(Saved data entries)
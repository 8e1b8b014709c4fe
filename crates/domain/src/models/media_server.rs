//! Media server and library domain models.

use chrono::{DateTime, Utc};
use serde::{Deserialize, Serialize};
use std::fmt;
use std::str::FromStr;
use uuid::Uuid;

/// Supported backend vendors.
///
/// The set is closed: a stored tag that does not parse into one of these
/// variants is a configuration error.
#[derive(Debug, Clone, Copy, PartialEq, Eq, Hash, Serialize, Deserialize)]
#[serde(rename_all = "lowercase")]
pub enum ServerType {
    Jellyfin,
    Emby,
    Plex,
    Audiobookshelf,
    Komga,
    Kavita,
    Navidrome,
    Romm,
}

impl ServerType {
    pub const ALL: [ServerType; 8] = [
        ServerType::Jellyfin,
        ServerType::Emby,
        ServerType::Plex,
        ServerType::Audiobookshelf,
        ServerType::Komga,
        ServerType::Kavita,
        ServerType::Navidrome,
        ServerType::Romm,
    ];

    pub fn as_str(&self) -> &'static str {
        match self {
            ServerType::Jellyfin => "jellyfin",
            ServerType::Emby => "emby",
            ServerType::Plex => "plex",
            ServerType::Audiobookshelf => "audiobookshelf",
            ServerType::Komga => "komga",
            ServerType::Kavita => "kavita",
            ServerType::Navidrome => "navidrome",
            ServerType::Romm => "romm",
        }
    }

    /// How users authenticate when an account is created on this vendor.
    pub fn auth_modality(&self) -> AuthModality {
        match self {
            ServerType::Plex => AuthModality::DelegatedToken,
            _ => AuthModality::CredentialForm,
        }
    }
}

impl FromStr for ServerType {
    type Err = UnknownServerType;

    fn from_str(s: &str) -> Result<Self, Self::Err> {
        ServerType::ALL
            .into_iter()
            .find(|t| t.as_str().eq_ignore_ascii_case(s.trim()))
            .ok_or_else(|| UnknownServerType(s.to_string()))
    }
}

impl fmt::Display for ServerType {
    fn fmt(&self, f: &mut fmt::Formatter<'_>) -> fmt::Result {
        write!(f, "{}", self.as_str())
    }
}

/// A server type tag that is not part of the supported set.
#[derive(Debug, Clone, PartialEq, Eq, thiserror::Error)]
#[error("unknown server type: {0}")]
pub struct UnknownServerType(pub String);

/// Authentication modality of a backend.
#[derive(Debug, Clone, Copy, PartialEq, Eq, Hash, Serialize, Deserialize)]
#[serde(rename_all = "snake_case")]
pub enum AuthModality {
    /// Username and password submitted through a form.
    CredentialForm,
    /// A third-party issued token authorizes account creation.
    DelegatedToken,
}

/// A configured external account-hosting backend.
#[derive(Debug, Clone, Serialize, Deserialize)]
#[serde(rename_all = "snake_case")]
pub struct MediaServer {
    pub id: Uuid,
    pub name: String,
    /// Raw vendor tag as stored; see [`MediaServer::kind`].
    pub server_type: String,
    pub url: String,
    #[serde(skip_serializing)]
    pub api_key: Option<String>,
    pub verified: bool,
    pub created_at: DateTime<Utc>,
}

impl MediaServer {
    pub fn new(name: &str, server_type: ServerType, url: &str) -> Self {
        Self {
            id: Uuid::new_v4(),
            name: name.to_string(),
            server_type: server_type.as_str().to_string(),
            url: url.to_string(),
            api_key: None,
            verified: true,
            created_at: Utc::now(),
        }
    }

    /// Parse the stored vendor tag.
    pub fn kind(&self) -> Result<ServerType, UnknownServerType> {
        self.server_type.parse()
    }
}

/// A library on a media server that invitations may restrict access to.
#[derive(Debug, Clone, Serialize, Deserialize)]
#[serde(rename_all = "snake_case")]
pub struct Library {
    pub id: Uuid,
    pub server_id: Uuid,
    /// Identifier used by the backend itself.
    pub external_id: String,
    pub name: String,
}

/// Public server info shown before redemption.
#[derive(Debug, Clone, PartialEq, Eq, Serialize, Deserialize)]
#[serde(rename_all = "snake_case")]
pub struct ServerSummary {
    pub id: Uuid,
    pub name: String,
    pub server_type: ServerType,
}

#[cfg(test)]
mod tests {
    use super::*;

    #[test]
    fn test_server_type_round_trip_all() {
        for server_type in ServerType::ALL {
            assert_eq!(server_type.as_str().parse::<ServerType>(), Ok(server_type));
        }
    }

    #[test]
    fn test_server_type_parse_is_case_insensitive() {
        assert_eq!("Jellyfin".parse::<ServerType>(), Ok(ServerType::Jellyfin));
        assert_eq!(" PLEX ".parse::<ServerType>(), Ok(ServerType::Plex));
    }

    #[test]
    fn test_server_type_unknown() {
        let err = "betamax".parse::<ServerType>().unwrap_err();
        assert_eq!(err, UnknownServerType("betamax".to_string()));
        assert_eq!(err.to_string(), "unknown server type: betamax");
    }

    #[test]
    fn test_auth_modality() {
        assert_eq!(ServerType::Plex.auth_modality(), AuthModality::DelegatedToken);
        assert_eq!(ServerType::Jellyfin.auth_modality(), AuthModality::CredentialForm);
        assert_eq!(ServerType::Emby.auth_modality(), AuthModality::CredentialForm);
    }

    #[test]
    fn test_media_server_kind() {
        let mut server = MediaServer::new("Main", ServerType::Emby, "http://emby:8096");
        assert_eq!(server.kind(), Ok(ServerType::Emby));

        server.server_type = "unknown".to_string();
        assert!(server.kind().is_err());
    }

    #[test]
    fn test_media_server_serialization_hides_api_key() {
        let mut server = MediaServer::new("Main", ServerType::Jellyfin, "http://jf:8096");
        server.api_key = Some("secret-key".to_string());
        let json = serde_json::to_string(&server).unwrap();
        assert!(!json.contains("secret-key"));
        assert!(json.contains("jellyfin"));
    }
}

▶ _PROBLEM_:
In full and without alteration, reproduce the records above.

▶ _ANSWER TO THE EXERCISE_:
repository 8e1b8b014709c4fe
filename crates/domain/src/models/media_server.rs
//! Media server and library domain models.

use chrono::{DateTime, Utc};
use serde::{Deserialize, Serialize};
use std::fmt;
use std::str::FromStr;
use uuid::Uuid;

/// Supported backend vendors.
///
/// The set is closed: a stored tag that does not parse into one of these
/// variants is a configuration error.
#[derive(Debug, Clone, Copy, PartialEq, Eq, Hash, Serialize, Deserialize)]
#[serde(rename_all = "lowercase")]
pub enum ServerType {
    Jellyfin,
    Emby,
    Plex,
    Audiobookshelf,
    Komga,
    Kavita,
    Navidrome,
    Romm,
}

impl ServerType {
    pub const ALL: [ServerType; 8] = [
        ServerType::Jellyfin,
        ServerType::Emby,
        ServerType::Plex,
        ServerType::Audiobookshelf,
        ServerType::Komga,
        ServerType::Kavita,
        ServerType::Navidrome,
        ServerType::Romm,
    ];

    pub fn as_str(&self) -> &'static str {
        match self {
            ServerType::Jellyfin => "jellyfin",
            ServerType::Emby => "emby",
            ServerType::Plex => "plex",
            ServerType::Audiobookshelf => "audiobookshelf",
            ServerType::Komga => "komga",
            ServerType::Kavita => "kavita",
            ServerType::Navidrome => "navidrome",
            ServerType::Romm => "romm",
        }
    }

    /// How users authenticate when an account is created on this vendor.
    pub fn auth_modality(&self) -> AuthModality {
        match self {
            ServerType::Plex => AuthModality::DelegatedToken,
            _ => AuthModality::CredentialForm,
        }
    }
}

impl FromStr for ServerType {
    type Err = UnknownServerType;

    fn from_str(s: &str) -> Result<Self, Self::Err> {
        ServerType::ALL
            .into_iter()
            .find(|t| t.as_str().eq_ignore_ascii_case(s.trim()))
            .ok_or_else(|| UnknownServerType(s.to_string()))
    }
}

impl fmt::Display for ServerType {
    fn fmt(&self, f: &mut fmt::Formatter<'_>) -> fmt::Result {
        write!(f, "{}", self.as_str())
    }
}

/// A server type tag that is not part of the supported set.
#[derive(Debug, Clone, PartialEq, Eq, thiserror::Error)]
#[error("unknown server type: {0}")]
pub struct UnknownServerType(pub String);

/// Authentication modality of a backend.
#[derive(Debug, Clone, Copy, PartialEq, Eq, Hash, Serialize, Deserialize)]
#[serde(rename_all = "snake_case")]
pub enum AuthModality {
    /// Username and password submitted through a form.
    CredentialForm,
    /// A third-party issued token authorizes account creation.
    DelegatedToken,
}

/// A configured external account-hosting backend.
#[derive(Debug, Clone, Serialize, Deserialize)]
#[serde(rename_all = "snake_case")]
pub struct MediaServer {
    pub id: Uuid,
    pub name: String,
    /// Raw vendor tag as stored; see [`MediaServer::kind`].
    pub server_type: String,
    pub url: String,
    #[serde(skip_serializing)]
    pub api_key: Option<String>,
    pub verified: bool,
    pub created_at: DateTime<Utc>,
}

impl MediaServer {
    pub fn new(name: &str, server_type: ServerType, url: &str) -> Self {
        Self {
            id: Uuid::new_v4(),
            name: name.to_string(),
            server_type: server_type.as_str().to_string(),
            url: url.to_string(),
            api_key: None,
            verified: true,
            created_at: Utc::now(),
        }
    }

    /// Parse the stored vendor tag.
    pub fn kind(&self) -> Result<ServerType, UnknownServerType> {
        self.server_type.parse()
    }
}

/// A library on a media server that invitations may restrict access to.
#[derive(Debug, Clone, Serialize, Deserialize)]
#[serde(rename_all = "snake_case")]
pub struct Library {
    pub id: Uuid,
    pub server_id: Uuid,
    /// Identifier used by the backend itself.
    pub external_id: String,
    pub name: String,
}

/// Public server info shown before redemption.
#[derive(Debug, Clone, PartialEq, Eq, Serialize, Deserialize)]
#[serde(rename_all = "snake_case")]
pub struct ServerSummary {
    pub id: Uuid,
    pub name: String,
    pub server_type: ServerType,
}

#[cfg(test)]
mod tests {
    use super::*;

    #[test]
    fn test_server_type_round_trip_all() {
        for server_type in ServerType::ALL {
            assert_eq!(server_type.as_str().parse::<ServerType>(), Ok(server_type));
        }
    }

    #[test]
    fn test_server_type_parse_is_case_insensitive() {
        assert_eq!("Jellyfin".parse::<ServerType>(), Ok(ServerType::Jellyfin));
        assert_eq!(" PLEX ".parse::<ServerType>(), Ok(ServerType::Plex));
    }

    #[test]
    fn test_server_type_unknown() {
        let err = "betamax".parse::<ServerType>().unwrap_err();
        assert_eq!(err, UnknownServerType("betamax".to_string()));
        assert_eq!(err.to_string(), "unknown server type: betamax");
    }

    #[test]
    fn test_auth_modality() {
        assert_eq!(ServerType::Plex.auth_modality(), AuthModality::DelegatedToken);
        assert_eq!(ServerType::Jellyfin.auth_modality(), AuthModality::CredentialForm);
        assert_eq!(ServerType::Emby.auth_modality(), AuthModality::CredentialForm);
    }

    #[test]
    fn test_media_server_kind() {
        let mut server = MediaServer::new("Main", ServerType::Emby, "http://emby:8096");
        assert_eq!(server.kind(), Ok(ServerType::Emby));

        server.server_type = "unknown".to_string();
        assert!(server.kind().is_err());
    }

    #[test]
    fn test_media_server_serialization_hides_api_key() {
        let mut server = MediaServer::new("Main", ServerType::Jellyfin, "http://jf:8096");
        server.api_key = Some("secret-key".to_string());
        let json = serde_json::to_string(&server).unwrap();
        assert!(!json.contains("secret-key"));
        assert!(json.contains("jellyfin"));
    }
}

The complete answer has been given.